>>
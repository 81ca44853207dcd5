use std::cmp;

use crate::capability::Generic;
use crate::pipe::Adaptor;
use crate::view::{IntoView, RandomAccessView, SizedView, View};

/// A tuple of values that each convert into a view.
///
/// This is implemented for tuples of two, three and four elements, and is
/// what lets [`zip_all`](fn.zip_all.html) and
/// [`concat_all`](fn.concat_all.html) accept slices, strings and views
/// alike.
pub trait IntoViews {
    /// The tuple of views.
    type Views;

    /// Convert every element of the tuple into a view.
    fn into_views(self) -> Self::Views;
}

/// A view over tuples of corresponding elements of several views.
///
/// The view ends with the shortest of its sources.
#[derive(Clone, Debug)]
pub struct Zip<T> {
    views: T,
}

impl<T> Zip<T> {
    pub(crate) fn new(views: T) -> Zip<T> {
        Zip { views }
    }
}

/// The cursor of a [`Zip`](struct.Zip.html).
#[derive(Clone, Debug)]
pub struct ZipCursor<T> {
    cursors: T,
}

#[inline]
fn min_hint(
    (alo, ahi): (usize, Option<usize>),
    (blo, bhi): (usize, Option<usize>),
) -> (usize, Option<usize>) {
    let hi = match (ahi, bhi) {
        (Some(x), Some(y)) => Some(cmp::min(x, y)),
        (x, None) => x,
        (None, y) => y,
    };
    (cmp::min(alo, blo), hi)
}

macro_rules! zip_tuple {
    ($($v:ident . $idx:tt),+) => {
        impl<$($v: IntoView),+> IntoViews for ($($v,)+) {
            type Views = ($($v::View,)+);

            #[inline]
            fn into_views(self) -> Self::Views {
                ($(self.$idx.into_view(),)+)
            }
        }

        impl<$($v: View),+> View for Zip<($($v,)+)> {
            type Item = ($($v::Item,)+);
            type Cursor = ZipCursor<($($v::Cursor,)+)>;
            type Layout = Generic;

            #[inline]
            fn into_cursor(self) -> Self::Cursor {
                ZipCursor { cursors: ($(self.views.$idx.into_cursor(),)+) }
            }
        }

        impl<$($v: SizedView),+> SizedView for Zip<($($v,)+)> {
            #[inline]
            fn size(&self) -> usize {
                let mut size = usize::MAX;
                $(size = cmp::min(size, self.views.$idx.size());)+
                size
            }
        }

        impl<$($v: RandomAccessView),+> RandomAccessView
            for Zip<($($v,)+)>
        {
            #[inline]
            fn get(&self, index: usize) -> Option<Self::Item> {
                Some(($(self.views.$idx.get(index)?,)+))
            }
        }

        impl_view_ops!([$($v,)+] Zip<($($v,)+)>);

        impl<$($v: Iterator),+> Iterator for ZipCursor<($($v,)+)> {
            type Item = ($($v::Item,)+);

            #[inline]
            fn next(&mut self) -> Option<Self::Item> {
                Some(($(self.cursors.$idx.next()?,)+))
            }

            fn size_hint(&self) -> (usize, Option<usize>) {
                let mut hint = (usize::MAX, None);
                $(hint = min_hint(hint, self.cursors.$idx.size_hint());)+
                hint
            }
        }

        impl<$($v),+> DoubleEndedIterator for ZipCursor<($($v,)+)>
        where
            $($v: DoubleEndedIterator + ExactSizeIterator),+
        {
            fn next_back(&mut self) -> Option<Self::Item> {
                let len = self.len();
                $(
                    let excess = self.cursors.$idx.len() - len;
                    if excess > 0 {
                        self.cursors.$idx.nth_back(excess - 1);
                    }
                )+
                Some(($(self.cursors.$idx.next_back()?,)+))
            }
        }

        impl<$($v: ExactSizeIterator),+> ExactSizeIterator
            for ZipCursor<($($v,)+)>
        {}
    }
}

zip_tuple!(A.0, B.1);
zip_tuple!(A.0, B.1, C.2);
zip_tuple!(A.0, B.1, C.2, D.3);

/// A partially applied `zip`.
#[derive(Clone, Copy, Debug)]
pub struct ZipFn<O> {
    other: O,
}

impl<V, O> Adaptor<V> for ZipFn<O>
where
    V: View,
    O: IntoView,
{
    type Output = Zip<(V, O::View)>;

    #[inline]
    fn apply(self, view: V) -> Zip<(V, O::View)> {
        Zip::new((view, self.other.into_view()))
    }
}

impl_adaptor_ops!([O,] ZipFn<O>);

/// Pair up elements with those of `other`, stopping at the end of the
/// shorter one.
#[inline]
pub fn zip<O: IntoView>(other: O) -> ZipFn<O> {
    ZipFn { other }
}

/// Zip two to four sources together.
///
/// ```rust
/// use seqview::adaptor::zip_all;
/// use seqview::View;
///
/// let nums = vec![1, 2, 3];
/// let got = zip_all((&nums, "ab", 10..20u8)).to_vec();
/// assert_eq!(got, vec![(&1, 'a', 10), (&2, 'b', 11)]);
/// ```
#[inline]
pub fn zip_all<T: IntoViews>(sources: T) -> Zip<T::Views> {
    Zip::new(sources.into_views())
}

#[cfg(test)]
mod tests {
    use super::{zip, zip_all};
    use crate::source::iota;
    use crate::view::{all, RandomAccessView, SizedView, View};

    #[test]
    fn stops_at_shortest() {
        let v = vec!['a', 'b', 'c'];
        let got = (iota(0, 10) | zip(&v)).to_vec();
        assert_eq!(got, vec![(0, &'a'), (1, &'b'), (2, &'c')]);
        assert_eq!(iota(0, 10).zip(&v).size(), 3);
    }

    #[test]
    fn random_access() {
        let view = zip_all((iota(0, 5), iota(10, 13), iota(20, 30)));
        assert_eq!(view.size(), 3);
        assert_eq!(view.at(2), (2, 12, 22));
        assert_eq!(view.get(3), None);
    }

    #[test]
    fn back_to_front_trims_to_shortest() {
        let got = iota(0, 5).zip(iota(10, 13)).reverse().to_vec();
        assert_eq!(got, vec![(2, 12), (1, 11), (0, 10)]);
    }

    #[test]
    fn zips_strings() {
        let got = all("abc").zip("xy").to_vec();
        assert_eq!(got, vec![('a', 'x'), ('b', 'y')]);
    }
}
<<
What you have to do
Print only these lines, please. They run from the start of the entries above to the line containing "type Cursor = ZipCursor<($($v::Cursor,)+)>;", both ends included, and must match exactly.

Answer space
repository 81ca44853207dcd5
use std::cmp;

use crate::capability::Generic;
use crate::pipe::Adaptor;
use crate::view::{IntoView, RandomAccessView, SizedView, View};

/// A tuple of values that each convert into a view.
///
/// This is implemented for tuples of two, three and four elements, and is
/// what lets [`zip_all`](fn.zip_all.html) and
/// [`concat_all`](fn.concat_all.html) accept slices, strings and views
/// alike.
pub trait IntoViews {
    /// The tuple of views.
    type Views;

    /// Convert every element of the tuple into a view.
    fn into_views(self) -> Self::Views;
}

/// A view over tuples of corresponding elements of several views.
///
/// The view ends with the shortest of its sources.
#[derive(Clone, Debug)]
pub struct Zip<T> {
    views: T,
}

impl<T> Zip<T> {
    pub(crate) fn new(views: T) -> Zip<T> {
        Zip { views }
    }
}

/// The cursor of a [`Zip`](struct.Zip.html).
#[derive(Clone, Debug)]
pub struct ZipCursor<T> {
    cursors: T,
}

#[inline]
fn min_hint(
    (alo, ahi): (usize, Option<usize>),
    (blo, bhi): (usize, Option<usize>),
) -> (usize, Option<usize>) {
    let hi = match (ahi, bhi) {
        (Some(x), Some(y)) => Some(cmp::min(x, y)),
        (x, None) => x,
        (None, y) => y,
    };
    (cmp::min(alo, blo), hi)
}

macro_rules! zip_tuple {
    ($($v:ident . $idx:tt),+) => {
        impl<$($v: IntoView),+> IntoViews for ($($v,)+) {
            type Views = ($($v::View,)+);

            #[inline]
            fn into_views(self) -> Self::Views {
                ($(self.$idx.into_view(),)+)
            }
        }

        impl<$($v: View),+> View for Zip<($($v,)+)> {
            type Item = ($($v::Item,)+);
            type Cursor = ZipCursor<($($v::Cursor,)+)>;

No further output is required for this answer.